Just answered my own question (and your's):

http://orthodoxwiki.org/Apolytikion

Troparion
From OrthodoxWiki
(Redirected from Apolytikion)

Troparion (also tropar; plural troparia) is a type of hymn in Byzantine music, in the Orthodox Church and other Eastern Christian churches. It is a short hymn of one stanza, or one of a series of stanzas; this may carry the further connotation of a hymn interpolated between psalm verses.

The term most often refers to the apolytikion, the thematic hymn which closes Vespers. (In Greek churches, the apolytikion troparion is known simply as the apolytikion; in most other churches, it is known simply as the troparion.) This troparion serves as a thematic hymn and is repeated at every service of the day.

Troparia are also found as the stanzas of canons. Such troparia are modeled on the irmoi of the ode.

Troparia are also sometimes used as refrains for chanted psalm verses, though stichera more often serve this function.
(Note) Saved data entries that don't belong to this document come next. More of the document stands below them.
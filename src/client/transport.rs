use reqwest::{Client, RequestBuilder, StatusCode};
use serde::{de::DeserializeOwned, Deserialize, Serialize};

use crate::client::{submission::SubmitError, ClientConfig};

pub(crate) const APPLICATIONS: &str = "/applications";
pub(crate) const ANALYTICS: &str = "/analytics";

/// `{success, data?, message?, error?}` as returned by every endpoint.
#[derive(Debug, Deserialize)]
pub(crate) struct Envelope<T> {
    pub success: bool,
    pub data: Option<T>,
    pub message: Option<String>,
    pub error: Option<String>,
}

/// Thin JSON-over-HTTP wrapper that sorts every failure into "the backend answered"
/// versus "the backend could not be reached".
#[derive(Clone)]
pub(crate) struct RemoteApi {
    client: Client,
    base_url: String,
}

impl RemoteApi {
    pub fn new(config: &ClientConfig) -> Result<Self, SubmitError> {
        let client = Client::builder()
            .timeout(config.timeout)
            .build()
            .map_err(|e| SubmitError::Setup(e.to_string()))?;
        Ok(Self { client, base_url: config.base_url.clone() })
    }

    fn url(&self, path: &str) -> String {
        format!("{}{}", self.base_url, path)
    }

    pub async fn get<T: DeserializeOwned>(&self, path: &str) -> Result<Envelope<T>, SubmitError> {
        self.send(self.client.get(self.url(path))).await
    }

    pub async fn post<B, T>(
        &self,
        path: &str,
        query: &[(&str, &str)],
        body: &B,
    ) -> Result<Envelope<T>, SubmitError>
    where
        B: Serialize + ?Sized,
        T: DeserializeOwned,
    {
        self.send(self.client.post(self.url(path)).query(query).json(body)).await
    }

    pub async fn delete<T: DeserializeOwned>(
        &self,
        path: &str,
        query: &[(&str, &str)],
    ) -> Result<Envelope<T>, SubmitError> {
        self.send(self.client.delete(self.url(path)).query(query)).await
    }

    async fn send<T: DeserializeOwned>(
        &self,
        request: RequestBuilder,
    ) -> Result<Envelope<T>, SubmitError> {
        let response = request.send().await.map_err(|e| SubmitError::Transport(e.to_string()))?;
        let status = response.status();

        // past this point a 2xx means the backend acted on the request
        if status.is_success() {
            let bytes =
                response.bytes().await.map_err(|e| SubmitError::InvalidResponse(e.to_string()))?;
            let envelope: Envelope<T> = serde_json::from_slice(&bytes).map_err(|e| {
                SubmitError::InvalidResponse(format!("unreadable response body ({status}): {e}"))
            })?;
            if !envelope.success {
                return Err(SubmitError::Rejected {
                    status: status.as_u16(),
                    message: envelope.error.unwrap_or_else(|| "Request failed".to_string()),
                });
            }
            return Ok(envelope);
        }

        let bytes = response.bytes().await.map_err(|e| SubmitError::Transport(e.to_string()))?;
        match serde_json::from_slice::<Envelope<serde_json::Value>>(&bytes) {
            Ok(Envelope { error: Some(message), .. }) if status == StatusCode::NOT_FOUND => {
                Err(SubmitError::NotFound(message))
            }
            Ok(Envelope { error: Some(message), .. }) => {
                Err(SubmitError::Rejected { status: status.as_u16(), message })
            }
            _ => Err(SubmitError::Transport(format!("HTTP {status} without an error body"))),
        }
    }
}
Uh-huh.  My short synopsis for you would be this: troparion is a generic term for a hymn; apolytikion (from apolysis, "dismissal") is the final hymn of Vespers (and Matins, when done in its full form), and that's where it got its name from.  It is considered thematic for the saint, and is also used near the beginning of Matins (with the chanting of "God is the Lord") during some of the occasional services, and at the Small Entrance in Liturgy.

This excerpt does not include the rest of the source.